I’d be climbing the walls if it was me. I enjoy a gorgeous t-mobile signal in the CM12 area. Orange and o2/three are perfectly fine as well.
Pretty darn annoying in this day and age.
Dad’s phoned Vodafone. They explained the issue and he took away from the conversation the perspective that there’s no solution coming soon — as they need to identify a new location for a mast.
It’s a bind — he doesn’t know whether to swap to o2 or T-mobile… or just put up with it.
Still, when he’s at home, at least he’s able to focus on getting worked up about the lack of service and avoid being interrupted by work calls and texts. It’s only when he reaches the station (and enters proper signal range) that an avalanche of texts and voicemails arrive from the night before!
Christ, get your Dad to tell Voda they can put the mast in his back yard! Do you know how much they pay you for hosting a mast on your land !? (Like, the monthly salary of a well paid London office assistant).
Justin
Typical apathy from the operator. I wonder if any of the other operators have the nerve to advertise in the local newspaper in that area with a one page spread – “Getting no signal from Vodafone – Join us now and get free SMS, blah, blah, blah” INSTANT CHURN. :0)

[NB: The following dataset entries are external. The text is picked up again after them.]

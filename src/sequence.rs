//! Sequence controller: the intro's state machine and scheduler
//!
//! `start()` spawns a single scheduler task that walks the timeline's
//! offset groups in order, sleeping until each one is due. A late
//! wake-up runs every overdue group back to back, still in offset order.
//! Each group locks the shared state before acting, and teardown
//! (completion or `cancel()`) removes the session under the same lock,
//! so no notification can run once teardown has returned.
//!
//! Two clocks are bridged here: the scheduler runs on tokio's monotonic clock
//! (dispatch granularity) while cues are started at
//! `audio_zero + offset` on the audio context's own clock
//! (sample-accurate).

use crate::engine::CuePlayer;
use crate::error::FlypastError;
use crate::observer::PhaseObserver;
use crate::timeline::{Phase, PhaseTimeline, TimelineAction, TimelineGroup};
use std::sync::{Arc, Mutex, MutexGuard, PoisonError};
use std::time::Duration;
use tokio::sync::watch;
use tokio::task::JoinHandle;
use tokio::time::{self, Instant};
use tracing::{debug, info, warn};

/// Result of [`SequenceController::start`]
#[derive(Debug, Clone, Copy, PartialEq, Eq)]
pub enum StartOutcome {
    /// Sequence running with audio
    Started,
    /// Sequence running without audio (no usable audio environment)
    Silent,
    /// A session was already started; nothing happened
    Ignored,
}

/// Runtime record of the one playthrough
struct Session {
    scheduler: JoinHandle<()>,
    /// Context time that corresponds to offset zero
    audio_zero: f64,
    silent: bool,
}

struct Shared<E, O> {
    engine: E,
    observer: O,
    phase: Phase,
    session: Option<Session>,
    started: bool,
    completed: bool,
    cancelled: bool,
    done: watch::Sender<bool>,
}

impl<E: CuePlayer, O: PhaseObserver> Shared<E, O> {
    fn complete(&mut self) {
        let Some(session) = self.session.take() else {
            return;
        };

        self.phase = Phase::Complete;
        if !self.completed {
            self.completed = true;
            self.observer.on_complete();
        }

        session.scheduler.abort();
        self.engine.dispose();
        info!("Sequence complete");
        let _ = self.done.send(true);
    }

    fn cancel(&mut self) {
        let Some(session) = self.session.take() else {
            return;
        };

        self.cancelled = true;
        session.scheduler.abort();
        self.engine.dispose();
        info!("Sequence cancelled during phase {}", self.phase);
        let _ = self.done.send(true);
    }
}

pub struct SequenceController<E: CuePlayer + 'static, O: PhaseObserver + 'static> {
    shared: Arc<Mutex<Shared<E, O>>>,
    timeline: Arc<PhaseTimeline>,
    done: watch::Receiver<bool>,
}

impl<E: CuePlayer + 'static, O: PhaseObserver + 'static> SequenceController<E, O> {
    pub fn new(engine: E, timeline: PhaseTimeline, observer: O) -> Self {
        let (done_tx, done_rx) = watch::channel(false);
        Self {
            shared: Arc::new(Mutex::new(Shared {
                engine,
                observer,
                phase: Phase::Idle,
                session: None,
                started: false,
                completed: false,
                cancelled: false,
                done: done_tx,
            })),
            timeline: Arc::new(timeline),
            done: done_rx,
        }
    }

    /// Start the sequence
    ///
    /// Only the first call does anything. Audio problems never stop the
    /// sequence: the phases run on schedule without sound.
    ///
    /// # Panics
    ///
    /// Panics when called outside a tokio runtime.
    pub fn start(&self) -> StartOutcome {
        let mut shared = lock(&self.shared);
        if shared.started {
            debug!("Ignoring start: {}", FlypastError::AlreadyRunning);
            return StartOutcome::Ignored;
        }
        shared.started = true;

        let outcome = match shared.engine.ensure_ready() {
            Ok(()) => StartOutcome::Started,
            Err(FlypastError::UnsupportedAudioEnvironment(reason)) => {
                warn!("Running intro without sound: {}", reason);
                StartOutcome::Silent
            }
            Err(e) => {
                warn!("Audio engine failed to start, running silently: {}", e);
                StartOutcome::Silent
            }
        };

        let audio_zero = match outcome {
            StartOutcome::Started => shared.engine.current_time().unwrap_or(0.0),
            _ => 0.0,
        };
        let zero = Instant::now();

        // The lock is held until the session exists, so the scheduler
        // cannot observe a half-built session
        let scheduler = {
            let shared = Arc::clone(&self.shared);
            let groups = self.timeline.groups();
            tokio::spawn(async move {
                for group in groups {
                    time::sleep_until(zero + Duration::from_secs_f64(group.offset)).await;
                    if !fire(&shared, group) {
                        break;
                    }
                }
            })
        };

        shared.session = Some(Session {
            scheduler,
            audio_zero,
            silent: outcome == StartOutcome::Silent,
        });

        info!(
            "Sequence started ({:?}, {:.2}s)",
            outcome,
            self.timeline.total_duration()
        );
        outcome
    }

    /// Abort the session: no notification fires after this returns
    pub fn cancel(&self) {
        lock(&self.shared).cancel();
    }

    pub fn phase(&self) -> Phase {
        lock(&self.shared).phase
    }

    /// A session is running (started, neither completed nor cancelled)
    pub fn is_active(&self) -> bool {
        lock(&self.shared).session.is_some()
    }

    pub fn is_complete(&self) -> bool {
        lock(&self.shared).completed
    }

    pub fn is_cancelled(&self) -> bool {
        lock(&self.shared).cancelled
    }

    pub fn timeline(&self) -> &PhaseTimeline {
        &self.timeline
    }

    /// Wait until the session completes or is cancelled
    pub async fn wait_until_complete(&self) {
        let mut done = self.done.clone();
        // Err only if the sender is gone, which means the state is gone too
        let _ = done.wait_for(|finished| *finished).await;
    }
}

impl<E: CuePlayer + 'static, O: PhaseObserver + 'static> Drop for SequenceController<E, O> {
    fn drop(&mut self) {
        self.cancel();
    }
}

/// Run one group's actions; false once the session is gone
fn fire<E: CuePlayer, O: PhaseObserver>(
    shared: &Mutex<Shared<E, O>>,
    group: TimelineGroup,
) -> bool {
    let mut guard = lock(shared);
    let state = &mut *guard;

    // Torn down while the scheduler was waiting for the lock
    let Some(session) = state.session.as_mut() else {
        return false;
    };

    for action in group.actions {
        match action {
            TimelineAction::SetPhase(phase) => {
                debug!("+{:.3}s phase {}", group.offset, phase);
                state.phase = phase;
                state.observer.on_phase_change(phase);
            }
            TimelineAction::FireCue(cue) => {
                if session.silent {
                    continue;
                }
                let when = session.audio_zero + group.offset;
                if let Err(e) = state.engine.play_cue(&cue, when) {
                    warn!("Cue {} failed, continuing silently: {}", cue.kind(), e);
                    session.silent = true;
                }
            }
            TimelineAction::Complete => {
                state.complete();
                return false;
            }
        }
    }
    true
}

fn lock<T>(mutex: &Mutex<T>) -> MutexGuard<'_, T> {
    mutex.lock().unwrap_or_else(PoisonError::into_inner)
}

#[cfg(test)]
mod tests {
    use super::*;
    use crate::cue::AudioCue;
    use crate::error::Result;
    use crate::observer::{ChannelObserver, ObserverEvent};

    #[derive(Default)]
    struct CountingPlayer {
        cues: usize,
    }

    impl CuePlayer for CountingPlayer {
        fn ensure_ready(&mut self) -> Result<()> {
            Ok(())
        }

        fn play_cue(&mut self, _cue: &AudioCue, _when: f64) -> Result<()> {
            self.cues += 1;
            Ok(())
        }

        fn current_time(&self) -> Option<f64> {
            Some(0.0)
        }

        fn dispose(&mut self) {}
    }

    #[tokio::test(start_paused = true)]
    async fn test_phase_moves_to_complete() {
        let (observer, mut rx) = ChannelObserver::new();
        let controller =
            SequenceController::new(CountingPlayer::default(), PhaseTimeline::reference(), observer);

        assert_eq!(controller.phase(), Phase::Idle);
        assert_eq!(controller.start(), StartOutcome::Started);
        assert!(controller.is_active());

        controller.wait_until_complete().await;
        assert_eq!(controller.phase(), Phase::Complete);
        assert!(controller.is_complete());
        assert!(!controller.is_active());

        let mut events = Vec::new();
        while let Ok(event) = rx.try_recv() {
            events.push(event);
        }
        assert_eq!(
            events,
            vec![
                ObserverEvent::PhaseChanged(Phase::Approaching),
                ObserverEvent::PhaseChanged(Phase::InFlight),
                ObserverEvent::PhaseChanged(Phase::Impact),
                ObserverEvent::Completed,
            ]
        );
        assert_eq!(lock(&controller.shared).engine.cues, 3);
    }

    #[tokio::test(start_paused = true)]
    async fn test_second_start_is_ignored() {
        let (observer, _rx) = ChannelObserver::new();
        let controller =
            SequenceController::new(CountingPlayer::default(), PhaseTimeline::reference(), observer);

        assert_eq!(controller.start(), StartOutcome::Started);
        assert_eq!(controller.start(), StartOutcome::Ignored);
        controller.wait_until_complete().await;
        assert_eq!(controller.start(), StartOutcome::Ignored);
        assert_eq!(lock(&controller.shared).engine.cues, 3);
    }

    #[tokio::test(start_paused = true)]
    async fn test_cancel_before_first_group() {
        let (observer, mut rx) = ChannelObserver::new();
        let controller =
            SequenceController::new(CountingPlayer::default(), PhaseTimeline::reference(), observer);

        controller.start();
        controller.cancel();
        controller.cancel();
        controller.wait_until_complete().await;

        time::sleep(Duration::from_secs(5)).await;
        assert!(rx.try_recv().is_err());
        assert!(controller.is_cancelled());
        assert!(!controller.is_complete());
        assert_eq!(controller.phase(), Phase::Idle);
    }

    #[tokio::test(start_paused = true)]
    async fn test_late_wakeup_runs_overdue_groups_in_order() {
        let (observer, mut rx) = ChannelObserver::new();
        let controller =
            SequenceController::new(CountingPlayer::default(), PhaseTimeline::reference(), observer);

        controller.start();
        // Every deadline has passed before the scheduler is first polled
        time::advance(Duration::from_secs(3)).await;
        controller.wait_until_complete().await;

        let mut events = Vec::new();
        while let Ok(event) = rx.try_recv() {
            events.push(event);
        }
        assert_eq!(
            events,
            vec![
                ObserverEvent::PhaseChanged(Phase::Approaching),
                ObserverEvent::PhaseChanged(Phase::InFlight),
                ObserverEvent::PhaseChanged(Phase::Impact),
                ObserverEvent::Completed,
            ]
        );
        assert_eq!(lock(&controller.shared).engine.cues, 3);
    }
}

Surely we must be talking of hundreds of customers affected here, well worth the publicity to try something like this.
Shawpy, you’re totally right! I absolutely love your idea. You know what, it would even be worth putting a leaflet through the door of each house in the area: “Are you a Vodafone refugee — call us and we’ll transfer you to a mobile network that cares.” It would get local, national and international press!
Do you know if the mast is being put back because it may have been to do with all the building work that went on with the extension perhaps they are goign to put it back. The only place i can get signal is standing outside teh door of the sixth form block and up the top of c block where i have to run to if i need to make a call or something. Its stupid! Though i like your point if i fail my exams ill blame it on that my brain has been fried over the past 6 years 😉
This just goes further to back up my comments about Vodafone. I know from experience that Billericay is a bit of a hilly place (contrary to the rumours that Essex is a flat county), but even so there’s absolutely no excuse not to be able to provide a useable service to a densely populated urban area such as this.